Goal #3 Minimize stiffness, begin gentle pendulums day 1 after surgery, or after the motor control returns after an interscalene block or anesthetic block has worn off, gentle range of motion of the neck, elbow and back recommended, gentle strengthening of grip with clay in the hand or a foam ball is okay, and passive and active forward flexion and abduction three times a day as tolerated, external rotation gently to 30 degrees. No shoulder extension or external rotation in abduction into a throwing position for 12 weeks. No biceps strengthening until 8 weeks, only weight of a coffee cup or a coke should be loaded in the hand for 8 weeks, and this would include no acute push/pull or lift stress on a biceps or SLAP repair.

Three to Eight Weeks: Continue active range of motion and passive range of motion with forward flexion abduction with gentle external rotation to full external rotation by 8 weeks. External rotation 45 degrees in plane of scapula.

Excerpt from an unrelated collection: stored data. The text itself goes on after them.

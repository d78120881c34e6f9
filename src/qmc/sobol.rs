//! Scrambled Sobol' sequence.
//!
//! Base-2 digital sequence with 32-bit resolution in Gray-code order.
//! Direction integers come from [`primitive_polynomials`] with initial values
//! hashed from the dimension index. Scrambling is a random linear matrix
//! scramble followed by a random digital shift; both keep every
//! power-of-two prefix a (t, m, s)-net.
use rand::Rng;

use super::polynomial::degree;
use super::polynomial::primitive_polynomials;
use crate::traits::LowDiscrepancySequence;

/// Bits of resolution per coordinate.
pub const BITS: usize = 32;
/// Number of points before the sequence is exhausted.
pub const MAX_POINTS: u64 = 1 << BITS;

const SCALE: f64 = 1.0 / MAX_POINTS as f64;

type Directions = [u32; BITS];

fn splitmix64(mut z: u64) -> u64 {
  z = z.wrapping_add(0x9E37_79B9_7F4A_7C15);
  z = (z ^ (z >> 30)).wrapping_mul(0xBF58_476D_1CE4_E5B9);
  z = (z ^ (z >> 27)).wrapping_mul(0x94D0_49BB_1331_11EB);
  z ^ (z >> 31)
}

/// Direction integers `v_k = m_k * 2^(32 - k)` for one dimension.
///
/// `poly == None` is the van der Corput dimension (`m_k = 1`).
fn direction_numbers(dim: usize, poly: Option<u64>) -> Directions {
  let mut m = [0u64; BITS];
  match poly {
    None => m.fill(1),
    Some(p) => {
      let s = degree(p) as usize;
      for k in 0..s.min(BITS) {
        m[k] = if k == 0 {
          1
        } else {
          // odd and below 2^(k+1)
          (splitmix64(((dim as u64) << 32) | k as u64) & ((1u64 << (k + 1)) - 1)) | 1
        };
      }
      for k in s..BITS {
        let mut mk = m[k - s] ^ (m[k - s] << s);
        for i in 1..s {
          if (p >> (s - i)) & 1 == 1 {
            mk ^= m[k - i] << i;
          }
        }
        m[k] = mk;
      }
    }
  }

  let mut v = [0u32; BITS];
  for (k, vk) in v.iter_mut().enumerate() {
    *vk = (m[k] << (BITS - 1 - k)) as u32;
  }
  v
}

/// Random lower-triangular, unit-diagonal bit matrix applied to a 32-bit digit vector.
///
/// Digit `i` (weight `2^-(i+1)`) lives in bit `31 - i`.
fn linear_scramble<R: Rng + ?Sized>(v: &mut Directions, rng: &mut R) {
  let mut rows = [0u32; BITS];
  for (i, row) in rows.iter_mut().enumerate() {
    let diagonal = 1u32 << (BITS - 1 - i);
    let above = if i == 0 { 0 } else { u32::MAX << (BITS - i) };
    *row = diagonal | (rng.gen::<u32>() & above);
  }

  for vk in v.iter_mut() {
    let mut out = 0u32;
    for (i, row) in rows.iter().enumerate() {
      if (row & *vk).count_ones() & 1 == 1 {
        out |= 1 << (BITS - 1 - i);
      }
    }
    *vk = out;
  }
}

pub struct Sobol {
  directions: Vec<Directions>,
  shift: Vec<u32>,
  state: Vec<u32>,
  index: u64,
}

impl Sobol {
  /// Unscrambled sequence; its first point is the origin.
  pub fn new(dim: usize) -> Self {
    let polys = primitive_polynomials(dim.saturating_sub(1));
    let directions = (0..dim)
      .map(|j| direction_numbers(j, if j == 0 { None } else { Some(polys[j - 1]) }))
      .collect();

    Self {
      directions,
      shift: vec![0; dim],
      state: vec![0; dim],
      index: 0,
    }
  }

  /// Linear matrix scramble plus digital shift, drawn from `rng`.
  pub fn scrambled<R: Rng + ?Sized>(dim: usize, rng: &mut R) -> Self {
    let mut sobol = Self::new(dim);
    for v in sobol.directions.iter_mut() {
      linear_scramble(v, rng);
    }
    for s in sobol.shift.iter_mut() {
      *s = rng.gen();
    }
    sobol
  }

  /// Index of the next point to be emitted.
  pub fn index(&self) -> u64 {
    self.index
  }

  fn seek(&mut self, index: u64) {
    self.index = index.min(MAX_POINTS);
    if self.index == MAX_POINTS {
      return;
    }
    let gray = self.index ^ (self.index >> 1);
    for (x, v) in self.state.iter_mut().zip(&self.directions) {
      *x = 0;
      for (k, vk) in v.iter().enumerate() {
        if (gray >> k) & 1 == 1 {
          *x ^= vk;
        }
      }
    }
  }
}

impl LowDiscrepancySequence for Sobol {
  fn dimension(&self) -> usize {
    self.directions.len()
  }

  fn next_into(&mut self, out: &mut [f64]) -> bool {
    debug_assert_eq!(out.len(), self.dimension());
    if self.index >= MAX_POINTS {
      return false;
    }

    for ((u, x), s) in out.iter_mut().zip(&self.state).zip(&self.shift) {
      // cell midpoint keeps every coordinate strictly inside (0, 1)
      *u = ((x ^ s) as f64 + 0.5) * SCALE;
    }

    self.index += 1;
    if self.index < MAX_POINTS {
      let c = self.index.trailing_zeros() as usize;
      for (x, v) in self.state.iter_mut().zip(&self.directions) {
        *x ^= v[c];
      }
    }
    true
  }

  fn reset(&mut self) {
    self.index = 0;
    self.state.fill(0);
  }

  fn skip(&mut self, n: usize) {
    self.seek(self.index.saturating_add(n as u64));
  }
}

Eight to twelve weeks: Slow increased extension, slow full range of motion active and passive, joint mobilization with stretching with isometric strengthening until 8 weeks, then isotonic at 10 weeks and isokinetic exercises after 12 to 14 weeks.

Phase II

Twelve weeks plus: Sport and work specific rehab is planned, progressive increase in activities with isokinetic strengthening, sport specific exercises as noted, controlled swimming, golf swing, light weights, light fishing.

Phase III

Once 70 to 80% of contralateral strength is obtained, approximately 4 to 6 months, then full return to all activities.